Le général Moreau ne déploya pas un moins beau caractère dans sa défense. Il déclara avec fermeté qu'il n'avoit jamais eu de liaisons avec Georges, et que, dans les entrevues qu'il avoit eues avec Pichegru, il n'avoit jamais été question de tuer le premier consul. Il défia tous ses accusateurs de citer un écrit, un mot, un témoignage, une seule pièce de conviction contre lui. Il opposa sa vie tout entière à ses dénonciateurs. Il fut défendu par M. Bonnet, un des plus célèbres avocats du barreau de Paris, mais dont le plaidoyer ne produisit pas, à beaucoup près, autant d'effet sur les juges et sur le public que le discours simple que l'illustre accusé avoit composé, et qu'il prononça avant celui de son avocat. C'est un modèle de dignité, et un de ces monuments que l'histoire doit soigneusement recueillir.

DISCOURS DE MOREAU A SES JUGES.

« Messieurs,

«< En me présentant devant vous, je demande à être entendu moi-même. Ma confiance dans les défenseurs que j'ai choisis est entière: je leur ai livré sans réserve le soin de défendre mon innocence; ce n'est que par leur voix que je veux parler à la justice, mais je sens le besoin de parler moi-même et à vous et à la nation.

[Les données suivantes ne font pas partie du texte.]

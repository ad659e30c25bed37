//! Settings loading: defaults → file deep-merge → env overrides.

use std::path::{Path, PathBuf};

use serde_json::Value;

use crate::errors::{Result, SettingsError};
use crate::types::CourierSettings;

/// Default settings file location (`~/.courier/settings.json`).
#[must_use]
pub fn settings_path() -> PathBuf {
    std::env::var_os("HOME")
        .map(PathBuf::from)
        .unwrap_or_else(|| PathBuf::from("."))
        .join(".courier")
        .join("settings.json")
}

/// Deep-merge `overlay` into `base`. Objects merge recursively; any other
/// value in `overlay` replaces the value in `base`.
#[must_use]
pub fn deep_merge(base: Value, overlay: Value) -> Value {
    match (base, overlay) {
        (Value::Object(mut base_map), Value::Object(overlay_map)) => {
            for (key, overlay_value) in overlay_map {
                let merged = match base_map.remove(&key) {
                    Some(base_value) => deep_merge(base_value, overlay_value),
                    None => overlay_value,
                };
                let _ = base_map.insert(key, merged);
            }
            Value::Object(base_map)
        }
        (_, overlay) => overlay,
    }
}

/// Load settings from a specific path with env overrides applied.
///
/// A missing file is not an error: the compiled defaults (plus env
/// overrides) are returned.
pub fn load_settings_from_path(path: &Path) -> Result<CourierSettings> {
    let defaults = serde_json::to_value(CourierSettings::default())
        .map_err(|e| parse_error(path, &e.to_string()))?;

    let merged = if path.exists() {
        let raw = std::fs::read_to_string(path).map_err(|e| SettingsError::Read {
            path: path.display().to_string(),
            reason: e.to_string(),
        })?;
        let overlay: Value =
            serde_json::from_str(&raw).map_err(|e| parse_error(path, &e.to_string()))?;
        deep_merge(defaults, overlay)
    } else {
        defaults
    };

    let mut settings: CourierSettings =
        serde_json::from_value(merged).map_err(|e| parse_error(path, &e.to_string()))?;
    apply_env_overrides(&mut settings);
    Ok(settings)
}

fn parse_error(path: &Path, reason: &str) -> SettingsError {
    SettingsError::Parse {
        path: path.display().to_string(),
        reason: reason.to_string(),
    }
}

/// Apply `COURIER_*` environment overrides (highest priority layer).
fn apply_env_overrides(settings: &mut CourierSettings) {
    if let Ok(v) = std::env::var("COURIER_DB_PATH") {
        settings.database.path = v;
    }
    if let Ok(v) = std::env::var("COURIER_GATEWAY_URL") {
        settings.gateway.base_url = v;
    }
    if let Ok(v) = std::env::var("COURIER_GATEWAY_USERNAME") {
        settings.gateway.username = v;
    }
    if let Ok(v) = std::env::var("COURIER_GATEWAY_PASSWORD") {
        settings.gateway.password = v;
    }
    if let Ok(v) = std::env::var("COURIER_LOG_FILTER") {
        settings.logging.filter = v;
    }
    if let Ok(v) = std::env::var("COURIER_LOG_JSON") {
        settings.logging.json = matches!(v.as_str(), "1" | "true" | "yes");
    }
    if let Ok(v) = std::env::var("COURIER_SCHEDULER_POLL_SECS")
        && let Ok(secs) = v.parse()
    {
        settings.scheduler.poll_interval_secs = secs;
    }
    if let Ok(v) = std::env::var("COURIER_RECONCILE_SECS")
        && let Ok(secs) = v.parse()
    {
        settings.manager.reconcile_interval_secs = secs;
    }
}

// ─────────────────────────────────────────────────────────────────────────────
// Tests
// ─────────────────────────────────────────────────────────────────────────────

« Des circonstances malheureuses, produites par le hasard ou préparées par la haine, peuvent obscurcir quelques instants de la vie du plus honnête homme. Avec beaucoup d'adresse un criminel peut éloigner de lui et les soupçons et les preuves de son crime. Une vie

entière est le plus sûr témoignage qu'on puisse appeler pour ou contre un accusé.

« C'est donc ma vie entière que j'oppose aux accusateurs qui me poursuivent. Elle a été assez publique pour être connue ; je n'en rappellerai que quelques époques, et les témoins que j'invoquerai sont le peuple françois, et les peuples que la France a vaincus.

« J'étois voué à l'étude des lois au commencement de cette révolution qui devoit fonder la liberté publique. Elle changea la destination de ma vie : je la vouai aux armes. J'embrassai l'état militaire par respect pour les droits de la nation, et je devins guerrier, parceque j'étois citoyen.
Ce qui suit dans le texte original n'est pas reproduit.